49

What exactly does this instruction do?

movzbl  0x01(%eax,%ecx), %eax
Peter Cordes
  • 328,167
  • 45
  • 605
  • 847
  • same for movsbl: http://stackoverflow.com/questions/7861095/what-does-movsbl-instruction-do – Ciro Santilli OurBigBook.com Apr 24 '15 at 21:24
  • 3
    @Waqar: I don't think your edit was an improvement, and seems too small to be worth bumping the question for. If you're going to add a space, I'd only add one between the two operands, not also inside the addressing mode. It's totally normal to write AT&T addressing modes without spaces since there are already commas and the allowed things are so rigid. So I'd have written `movzbl 1(%eax,%ecx), %eax` (that's the formatting GCC's asm output uses: https://godbolt.org/z/E4r9dP). This might have been literal compiler output or disassembly someone copy/pasted, with that spacing. – Peter Cordes Jul 22 '20 at 13:33
  • Alright, I will keep this in mind for future edits. – Waqar Jul 22 '20 at 14:23

2 Answers2

54

AT&T syntax splits the movzx Intel instruction mnemonic into different mnemonics for different source sizes (movzb vs. movzw). In Intel syntax, it's:

movzx eax, byte ptr [eax+ecx+1]

i.e. load a byte from memory at eax+ecx+1 and zero-extend to full register.

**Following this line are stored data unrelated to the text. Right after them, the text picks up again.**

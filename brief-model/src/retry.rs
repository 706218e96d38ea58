use brief_core::{BriefError, Result};
use std::{future::Future, time::Duration};

/// Exponential backoff policy for hosted model calls.
///
/// Only request setup is retried. Once a reply has started streaming, a
/// failure is returned to the caller as is.
#[derive(Clone, Debug)]
pub struct RetryConfig {
    pub enabled: bool,
    /// Retries after the first attempt.
    pub max_retries: u32,
    pub initial_delay: Duration,
    pub max_delay: Duration,
    pub backoff_multiplier: f32,
}

impl Default for RetryConfig {
    fn default() -> Self {
        Self {
            enabled: true,
            max_retries: 3,
            initial_delay: Duration::from_millis(250),
            max_delay: Duration::from_secs(5),
            backoff_multiplier: 2.0,
        }
    }
}

impl RetryConfig {
    #[must_use]
    pub fn disabled() -> Self {
        Self { enabled: false, ..Self::default() }
    }

    #[must_use]
    pub fn with_max_retries(mut self, max_retries: u32) -> Self {
        self.max_retries = max_retries;
        self
    }

    #[must_use]
    pub fn with_initial_delay(mut self, initial_delay: Duration) -> Self {
        self.initial_delay = initial_delay;
        self
    }

    #[must_use]
    pub fn with_max_delay(mut self, max_delay: Duration) -> Self {
        self.max_delay = max_delay;
        self
    }

    #[must_use]
    pub fn with_backoff_multiplier(mut self, backoff_multiplier: f32) -> Self {
        self.backoff_multiplier = backoff_multiplier;
        self
    }

    /// Wait before retry number `retry` (0-based): `initial * multiplier^retry`,
    /// capped at `max_delay`.
    pub fn delay_for(&self, retry: u32) -> Duration {
        let factor = f64::from(self.backoff_multiplier.max(1.0)).powi(retry.min(64) as i32);
        let secs = self.initial_delay.as_secs_f64() * factor;
        if !secs.is_finite() || secs >= self.max_delay.as_secs_f64() {
            self.max_delay
        } else {
            Duration::from_secs_f64(secs)
        }
    }
}

/// Request timeout, rate limiting and the 5xx gateway family.
#[must_use]
pub fn is_retryable_status_code(status_code: u16) -> bool {
    matches!(status_code, 408 | 429 | 500 | 502 | 503 | 504)
}

/// Phrases of transport failures and provider throttling.
const TRANSIENT_MARKERS: &[&str] = &[
    "RATE LIMIT",
    "TOO MANY REQUESTS",
    "RESOURCE_EXHAUSTED",
    "UNAVAILABLE",
    "DEADLINE_EXCEEDED",
    "TIMED OUT",
    "TIMEOUT",
    "CONNECTION RESET",
    "CONNECTION REFUSED",
];

/// Classifies an error message.
///
/// Messages built from an HTTP status carry an explicit `retryable` or
/// `non-retryable` tag, which wins over any phrase in the response body.
#[must_use]
pub fn is_retryable_error_message(message: &str) -> bool {
    if message.contains(", non-retryable)") {
        return false;
    }
    if message.contains(", retryable)") {
        return true;
    }
    let upper = message.to_ascii_uppercase();
    TRANSIENT_MARKERS.iter().any(|marker| upper.contains(marker))
}

#[must_use]
pub fn is_retryable_model_error(error: &BriefError) -> bool {
    matches!(error, BriefError::Model(message) if is_retryable_error_message(message))
}

/// Runs `operation` until it succeeds, fails with an error `is_retryable`
/// rejects, or `max_retries` retries have been spent.
pub async fn execute_with_retry<T, Op, Fut, Classify>(
    retry_config: &RetryConfig,
    is_retryable: Classify,
    mut operation: Op,
) -> Result<T>
where
    Op: FnMut() -> Fut,
    Fut: Future<Output = Result<T>>,
    Classify: Fn(&BriefError) -> bool,
{
    let budget = if retry_config.enabled { retry_config.max_retries } else { 0 };
    let mut retry = 0;

    loop {
        let error = match operation().await {
            Ok(value) => return Ok(value),
            Err(error) => error,
        };
        if retry >= budget || !is_retryable(&error) {
            return Err(error);
        }

        let delay = retry_config.delay_for(retry);
        retry += 1;
        brief_telemetry::warn!(
            retry,
            max_retries = budget,
            delay_ms = delay.as_millis() as u64,
            error = %error,
            "transient model error, retrying"
        );
        tokio::time::sleep(delay).await;
    }
}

BTW, most GNU tools now have a switch or a config option to prefer Intel syntax. (Such as objdump -Mintel or gcc -S -masm=intel, although the latter affects the syntax used when compiling inline-asm). I would certainly recommend to look into it, if you don't do AT&T assembly for living. See also the tag wiki for more docs and guides.

Peter Cordes
  • 328,167
  • 45
  • 605
  • 847
Igor Skochinsky
  • 24,629
  • 2
  • 72
  • 109
  • Understood: this will load the byte from `%eax + %ecx + 1` address and expand it to long with a leading zeros. Thanks a lot! –  Feb 16 '12 at 19:51
  • 2
    Assuming I'm looking at a `movzbl` in 64-bit x86_64 code, would "zero-extend to full register" refer to %eax, or the full %rax? – Marius Gedminas Aug 27 '18 at 15:58
  • 4
    @MariusGedminas you can probably use rax explicitly with movzbq but any operation on a 32-bit register zeroes out the top 32 bits, so in effect movzbl to eax will extend to rax. – Igor Skochinsky Aug 27 '18 at 23:12
  • 1
    @IgorSkochinsky Thank you! (I was looking at a disassembly output of a function that somehow managed a 32-bit signed overflow while mixing 64-bit unsigned and double arithmetic. movzbl was not the culprit.) – Marius Gedminas Aug 28 '18 at 09:24
29

Minimal example

mov $0x01234567, %eax
mov $1, %bl
movzbl %bl, %eax
/* %eax == 0000 0001 */

mov $0x01234567, %eax
mov $-1, %bl
movzbl %bl, %eax
/* %eax == 0000 00FF */

Runanble GitHub upstream with assertions.

The mnemonic is:

  • MOV
  • Zero extend
  • Byte (8-bit)
  • to Long (32-bit)

There are also versions for other sizes:

  • movzbw: Byte (8-bit) to Word (16-bit)
  • movzwl: Word (16-bit) to Long (32-bit)

Like most GAS instructions, you can omit the last size character when dealing with registers:

movzb %bl, %eax

but I cannot understand why we can't omit the before last letter, e.g. the following fails:

movz %bl, %eax

Why not just deduce it from the size of the operands when they are registers as for mov and Intel syntax?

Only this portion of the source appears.